If you showed a average person a picture of a town in Spain with out saying the location, could they think its Italy?
No. They look totally different. Both dense, apartment-oriented and Mediterranean but they have completely different looks going on. Naples would never be confused with a Spanish city; Valencia would never be confused with an Italian city.
If you compared the streets of cities, towns, villages in both Spain and Italy, would the homes and buildings look similar? I know the much of Italy and Spain have Mediterranean vibe to them and the weather is similar.
If you showed an average person a picture of a town in Spain with out saying the location, could they think it's Italy?
The average person? A picture?
Go to Google Images, put in "Spanish towns". Press the search button. Then put in "Italian towns". Press the search button.
Then, using the browser's back and forward buttons, switch back and forth between the two three times and say "there's no place like home, there's no place like home, there's no place like home."
I find Italy to be quite different from city to city and from region to region architecture-wise.
That said I was in Reggio Calabria last week and it looked quite Spanish to me, but it's very far from here.

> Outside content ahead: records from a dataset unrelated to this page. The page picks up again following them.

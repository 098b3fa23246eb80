use thiserror::Error;

/// Errors a [`Transport`] can report back to the dispatcher.
///
/// Never propagated into the `Queue`: a failed send is logged by the
/// dispatcher and the queue proceeds to its next iteration, matching the
/// source's fire-and-forget `send_msg` semantics.
#[derive(Debug, Error)]
pub enum TransportError {
    /// The transport's underlying channel or connection is unavailable.
    #[error("transport unavailable: {0}")]
    Unavailable(String),
    /// The send itself failed (I/O error, remote rejection, etc).
    #[error("send failed: {0}")]
    SendFailed(String),
}

/// The dispatcher's opaque handoff point for a popped message's payload or
/// a control-plane notification.
///
/// Corresponds to the source's `send_msg` call — the wire protocol to a
/// remote manager is explicitly out of scope here; this crate only defines
/// the seam and ships a couple of reference implementations in the agent
/// crate.
pub trait Transport: Send + Sync {
    /// Sends `payload`, best-effort. A returned `Err` is logged by the
    /// caller; it does not affect queue state.
    ///
    /// # Errors
    ///
    /// Returns [`TransportError`] if the send could not be completed.
    fn send(&self, payload: &[u8]) -> Result<(), TransportError>;
}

Turin always reminds me of Lyon and Milan has quite a French feel as well.
Bologna is a lot more medieval, while Florence has a lot of renaissance stuff.
Spain came of age during the Baroque era, and it shows. But there are some so-called medieval cities like Ávila, Toledo, Salamanca and Santiago, there is also plenty of neo-classical here and there, and the real thing at Mérida.

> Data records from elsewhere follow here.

use std::time::Duration;

use crate::error::ConfigError;

/// Immutable configuration for a [`Queue`](crate::Queue).
///
/// Validated once in [`Config::validate`], which [`Queue::init`](crate::Queue::init)
/// calls before allocating anything. Mirrors the monitoring agent's
/// `agent.*` configuration keys.
#[derive(Debug, Clone, Copy)]
pub struct Config {
    /// Fill percentage (1..=100) at which the queue enters `Warning`.
    pub warn_level: u8,
    /// Fill percentage (0..warn_level) at or below which `Normal` resumes.
    pub normal_level: u8,
    /// Dwell time in `Full` before escalating to `Flood`.
    pub tolerance: Duration,
    /// Usable slots requested by configuration; allocated capacity is `usable + 1`.
    pub usable: usize,
    /// Consumer rate cap in events per second. Must be strictly positive.
    pub events_per_sec: f64,
    /// Lower bound for dynamic growth. Never shrinks below this.
    pub min_capacity: usize,
    /// Upper bound for dynamic growth. Never grows past this.
    pub max_capacity: usize,
}

impl Config {
    /// Validates every field and returns a ready-to-use `Config`.
    ///
    /// # Errors
    ///
    /// Returns [`ConfigError`] on the first violated bound. This is the
    /// only place config validation happens — `Queue::init` treats a
    /// `ConfigError` as fatal, matching the source's `exit(1)` on invalid
    /// startup configuration.
    pub fn validate(self) -> Result<Self, ConfigError> {
        if !(1..=100).contains(&self.warn_level) {
            return Err(ConfigError::WarnLevel(self.warn_level));
        }
        if self.normal_level >= self.warn_level {
            return Err(ConfigError::NormalLevel {
                normal_level: self.normal_level,
                warn_level: self.warn_level,
            });
        }
        if self.tolerance > Duration::from_secs(600) {
            return Err(ConfigError::Tolerance(self.tolerance));
        }
        if self.usable == 0 {
            return Err(ConfigError::Usable(self.usable));
        }
        if !(self.events_per_sec.is_finite() && self.events_per_sec > 0.0) {
            return Err(ConfigError::EventsPerSec(self.events_per_sec));
        }
        if self.min_capacity < 2 || self.min_capacity > self.max_capacity {
            return Err(ConfigError::CapacityBounds {
                min: self.min_capacity,
                max: self.max_capacity,
            });
        }
        if self.usable + 1 > self.max_capacity {
            return Err(ConfigError::CapacityBounds {
                min: self.usable + 1,
                max: self.max_capacity,
            });
        }
        Ok(self)
    }

    /// Allocated ring capacity for this config (usable slots + 1 reserved slot).
    #[must_use]
    pub fn initial_capacity(&self) -> usize {
        self.usable + 1
    }

    /// Target pacing period for the dispatcher: `1 / events_per_sec`.
    #[must_use]
    pub fn pacing_period(&self) -> Duration {
        Duration::from_secs_f64(1.0 / self.events_per_sec)
    }
}

impl Default for Config {
    /// Matches the monitoring agent's historical defaults: `warn_level=90`,
    /// `normal_level=70`, `tolerance=120s`, `usable=5000`, `events_per_sec=500`.
    fn default() -> Self {
        Self {
            warn_level: 90,
            normal_level: 70,
            tolerance: Duration::from_secs(120),
            usable: 5_000,
            events_per_sec: 500.0,
            min_capacity: 64,
            max_capacity: 262_144,
        }
    }
}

But perhaps the most prevalent is the Mediterranean hill town thing, as the OP suggested.
I did the Google Image exercise described above for "towns", i.e. like the average person using pictures, just as the OP requested, and not seeking the opinions of history of architecture students, and I could not tell the difference.
Yes and No. Both nations shared many common architectural movements: Roman, Romanesque, Gothic, Renaissance, Baroque, and Neo-Classical. Spain has the additional influence of Moorish architecture seen in Mudéjar Style. While Italy has a strong Byzantine influence, seen particularly around Venice.
Italy is, architecturally speaking, very different from province to province and even between smaller zones. Spain too, maybe to a little less degree.
In pre-modern age and before, there was not mass communication and other factors of contemporary society that act as cultural uniformizers. The cultural variation was manifesting only locally, between neighbour zones, regions and was often ignoring the political borders, that is, it was more similitude between two neighbour zones from two different countries than between each of those zone and farther zones from the same country.
There are some architectural features that are common to the Mediterranean, so things look similar, but there is variation within each country not to mention between countries.
One of the big differences is simply the preferred colors of buildings and then there is characteristic Spanish iron work on the facades of Spanish buildings..
Italian cities may have some similarities with Spanish ones but I think they are recognizable as Italian.
Common features among many Italian cities are medieval municipal buildings and brilliant, warm colours of houses and palaces.